[Glass] Out of space and now cannot start stone again :(

Wed May 21 13:05:33 PDT 2014

On Wed, May 21, 2014 at 3:47 PM, James Foster <
james.foster at gemtalksystems.com> wrote:

> Hi Mariano,
>
> When a transaction log full situation happens the stone will still be
> running. You should be able to make room (typically by moving existing
> files elsewhere and then deleting), and then the system will recognize that
> there is space available and resume operations. Alternatively you can log
> in as DataCurator and add another transaction log directory (presumably on
> another disk) and the system will resume operations. See the System
> Administration Guide (SAG), section 8.4, page 190 for details on these
> options.
>
>
Hi James, thanks for this great answer!!

Ohh wow....I should have clearly not rebooted the machine right ahead to
add more hard disk space.

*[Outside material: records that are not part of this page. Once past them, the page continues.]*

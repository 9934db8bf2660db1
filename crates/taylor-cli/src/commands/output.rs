//! Reporters for lint results.

use anyhow::{Context, Result};
use serde::Serialize;
use std::fmt::Write as _;
use std::io::Write as _;
use std::path::PathBuf;
use std::str::FromStr;
use taylor_core::{LintResult, ViolationRecord};

/// Output format of a reporter.
#[derive(Clone, Copy, Debug, Default, PartialEq, Eq)]
pub enum ReporterKind {
    /// Summary header followed by one line per violation.
    #[default]
    Text,
    /// `{"violation": [...]}` document.
    Json,
    /// PMD XML.
    Pmd,
    /// Xcode build warnings, always on stderr.
    Xcode,
}

/// A reporter requested on the command line: `TYPE` or `TYPE:FILE`.
#[derive(Clone, Debug, PartialEq, Eq)]
pub struct ReporterSpec {
    /// Output format.
    pub kind: ReporterKind,
    /// Destination file; stdout when absent.
    pub file: Option<PathBuf>,
}

impl FromStr for ReporterKind {
    type Err = String;

    fn from_str(s: &str) -> Result<Self, Self::Err> {
        match s.to_ascii_lowercase().as_str() {
            "text" | "plain" => Ok(Self::Text),
            "json" => Ok(Self::Json),
            "pmd" => Ok(Self::Pmd),
            "xcode" => Ok(Self::Xcode),
            other => Err(format!(
                "unknown reporter type '{other}', expected text, json, pmd or xcode"
            )),
        }
    }
}

impl FromStr for ReporterSpec {
    type Err = String;

    fn from_str(s: &str) -> Result<Self, Self::Err> {
        let (kind, file) = match s.split_once(':') {
            Some((kind, file)) => (kind, Some(file)),
            None => (s, None),
        };
        let kind: ReporterKind = kind.parse()?;
        let file = match (kind, file) {
            (_, None) => None,
            (ReporterKind::Xcode, Some(_)) => {
                return Err("the xcode reporter always writes to stderr".to_string())
            }
            (_, Some("")) => return Err(format!("no file name given in '{s}'")),
            (_, Some(file)) => Some(PathBuf::from(file)),
        };
        Ok(Self { kind, file })
    }
}

#[derive(Serialize)]
struct JsonReport {
    violation: Vec<ViolationRecord>,
}

/// Renders `result` in the given format.
///
/// # Errors
///
/// Returns an error if serialization fails.
pub fn render(result: &LintResult, kind: ReporterKind) -> Result<String> {
    Ok(match kind {
        ReporterKind::Text => render_text(result),
        ReporterKind::Json => render_json(result)?,
        ReporterKind::Pmd => render_pmd(result)?,
        ReporterKind::Xcode => render_xcode(result),
    })
}

/// Writes one report to its destination.
///
/// # Errors
///
/// Returns an error if rendering or writing fails.
pub fn emit(result: &LintResult, spec: &ReporterSpec) -> Result<()> {
    let content = render(result, spec.kind)?;
    match (&spec.file, spec.kind) {
        (_, ReporterKind::Xcode) => std::io::stderr()
            .write_all(content.as_bytes())
            .context("Failed to write to stderr"),
        (Some(path), _) => std::fs::write(path, content)
            .with_context(|| format!("Failed to write report: {}", path.display())),
        (None, _) => std::io::stdout()
            .write_all(content.as_bytes())
            .context("Failed to write to stdout"),
    }
}

fn render_text(result: &LintResult) -> String {
    let mut out = format!("\n{}\n\n", result.format_summary());
    for violation in &result.violations {
        out.push_str(&violation.format());
        out.push('\n');
    }
    out
}

fn render_json(result: &LintResult) -> Result<String> {
    let report = JsonReport {
        violation: result.violations.iter().map(taylor_core::Violation::record).collect(),
    };
    let mut json = serde_json::to_string_pretty(&report).context("Failed to serialize report")?;
    json.push('\n');
    Ok(json)
}

fn render_xcode(result: &LintResult) -> String {
    result
        .violations
        .iter()
        .map(|v| format!("{}\n", v.xcode_line()))
        .collect()
}

fn render_pmd(result: &LintResult) -> Result<String> {
    let mut xml = String::new();
    write_pmd(&mut xml, result).context("Failed to render PMD report")?;
    Ok(xml)
}

fn write_pmd(xml: &mut String, result: &LintResult) -> std::fmt::Result {
    writeln!(xml, "<?xml version=\"1.0\" encoding=\"UTF-8\"?>")?;
    writeln!(xml, "<pmd>")?;

    let mut paths: Vec<&str> = Vec::new();
    for violation in &result.violations {
        if !paths.contains(&violation.data.path.as_str()) {
            paths.push(&violation.data.path);
        }
    }

    for path in paths {
        writeln!(xml, "  <file name=\"{}\">", escape_xml(path))?;
        for record in result
            .violations
            .iter()
            .filter(|v| v.data.path == path)
            .map(taylor_core::Violation::record)
        {
            write!(
                xml,
                "    <violation beginline=\"{}\" endline=\"{}\" rule=\"{}\"",
                record.start_line,
                record.end_line,
                escape_xml(&record.rule)
            )?;
            if let Some(class) = &record.class {
                write!(xml, " class=\"{}\"", escape_xml(class))?;
            }
            if let Some(method) = &record.method {
                write!(xml, " method=\"{}\"", escape_xml(method))?;
            }
            writeln!(
                xml,
                " value=\"{}\" externalInfoUrl=\"{}\" priority=\"{}\">{}</violation>",
                record.value,
                escape_xml(&record.external_info_url),
                record.priority,
                escape_xml(&record.message)
            )?;
        }
        writeln!(xml, "  </file>")?;
    }

    writeln!(xml, "</pmd>")
}

fn escape_xml(s: &str) -> String {
    s.replace('&', "&amp;")
        .replace('<', "&lt;")
        .replace('>', "&gt;")
        .replace('"', "&quot;")
        .replace('\'', "&apos;")
}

Next time: either remove some files/directories
so that to resume operations and then do a clean shutdown. Then fix the low
space for real and then restore operations.

> It is best to try to keep the stone running so that you do not lose data.
>

OK...didn't know. I learned today.

> If you stop the stone and it was not able to shut down cleanly, then it
> will attempt to replay transaction logs when it next starts. If a
> transaction log is corrupt (e.g., has an incomplete record), then the
> replay will fail (as shown in your stone log).
>
>
Indeed, that's exactly what happened in my case.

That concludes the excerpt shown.